ARE THE HAWKS WATCHING CLOSELY? REPORTS ON CHINA’S MILITARY POWER FOR THE US CONGRESS, 2001–2021

STEKIĆ Nenad (Research Fellow, Institute of International Politics and Economics, Belgrade, Serbia), nenad.stekic@diplomacy.bg.ac.rs

This article presents the findings of a study that examined the Pentagon’s perception of China’s security and military affairs. Its goals are to explain the major trends and projections of how the United States views China’s security policy as part of the launch of its new Grand Strategy, as well as the patterns of US foreign policy response. The main unit of analysis is the report titled “Military and Security Developments Involving the People’s Republic of China”, which has been issued annually since 2001 by the Pentagon. In total, twenty-one reports submitted until 2021 are involved in the sample.
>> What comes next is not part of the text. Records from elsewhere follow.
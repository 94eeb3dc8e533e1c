use axum::{
    Router,
    routing::get,
};

use super::handler;
use super::{GenreKind, PublisherKind, ShopKind};
use crate::handler::AppState;

pub fn routes() -> Router<AppState> {
    Router::new()
        .route("/authors", get(handler::list_authors).post(handler::create_author))
        .route(
            "/authors/:id",
            get(handler::get_author)
                .put(handler::update_author)
                .delete(handler::delete_author),
        )
        .route("/books", get(handler::list_books).post(handler::create_book))
        .route(
            "/books/:id",
            get(handler::get_book)
                .put(handler::update_book)
                .delete(handler::delete_book),
        )
        .route(
            "/publishers",
            get(handler::list_named::<PublisherKind>).post(handler::create_named::<PublisherKind>),
        )
        .route(
            "/publishers/:id",
            get(handler::get_named::<PublisherKind>)
                .put(handler::update_named::<PublisherKind>)
                .delete(handler::delete_named::<PublisherKind>),
        )
        .route(
            "/shops",
            get(handler::list_named::<ShopKind>).post(handler::create_named::<ShopKind>),
        )
        .route(
            "/shops/:id",
            get(handler::get_named::<ShopKind>)
                .put(handler::update_named::<ShopKind>)
                .delete(handler::delete_named::<ShopKind>),
        )
        .route(
            "/genres",
            get(handler::list_named::<GenreKind>).post(handler::create_named::<GenreKind>),
        )
        .route(
            "/genres/:id",
            get(handler::get_named::<GenreKind>)
                .put(handler::update_named::<GenreKind>)
                .delete(handler::delete_named::<GenreKind>),
        )
}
The analytical process is split into several levels, aiming to get insights and highlight elements of Chinese growth as a major security threat to US global hegemony. The author uses the congruency comparison method to see whether the Pentagon’s perception of China’s security policy has evolved over time. The reports’ features were then qualitatively studied through a series of global security crises, including the Russian invasion of Ukraine, the US military retreat from Afghanistan, military alignment in the Indo-Pacific, and regional security dynamics in the Arctic. The findings reveal that the Pentagon’s perspective on how China formulates its security policy agenda has shifted from a strategic to a more specific military dimension, along with China’s domestic potential concerns with Taiwan.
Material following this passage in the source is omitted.